Prompt – Return all lines in the data where the string "base" can be found.

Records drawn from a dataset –
use crate::entry::{EntryKind, S_ISGID, S_ISUID, S_ISVTX};

const TRIAD_SHIFTS: [u32; 3] = [6, 3, 0];

/// Renders a raw mode as the classic ten-character `drwxr-xr-x` string.
///
/// Special bits overwrite the execute slot of their triad whether or not
/// the execute bit itself is set.
pub fn encode_mode(mode: u32) -> String {
    let mut chars = ['-'; 10];
    chars[0] = EntryKind::from_mode(mode).type_char();

    for (i, shift) in TRIAD_SHIFTS.iter().enumerate() {
        let triad = (mode >> shift) & 0o7;
        let base = 1 + i * 3;
        if triad & 0o4 != 0 {
            chars[base] = 'r';
        }
        if triad & 0o2 != 0 {
            chars[base + 1] = 'w';
        }
        if triad & 0o1 != 0 {
            chars[base + 2] = 'x';
        }
    }

    if mode & S_ISUID != 0 {
        chars[3] = 's';
    }
    if mode & S_ISGID != 0 {
        chars[6] = 's';
    }
    if mode & S_ISVTX != 0 {
        chars[9] = 't';
    }

    chars.iter().collect()
}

Answer to the problem –
        let base = 1 + i * 3;
            chars[base] = 'r';
            chars[base + 1] = 'w';
            chars[base + 2] = 'x';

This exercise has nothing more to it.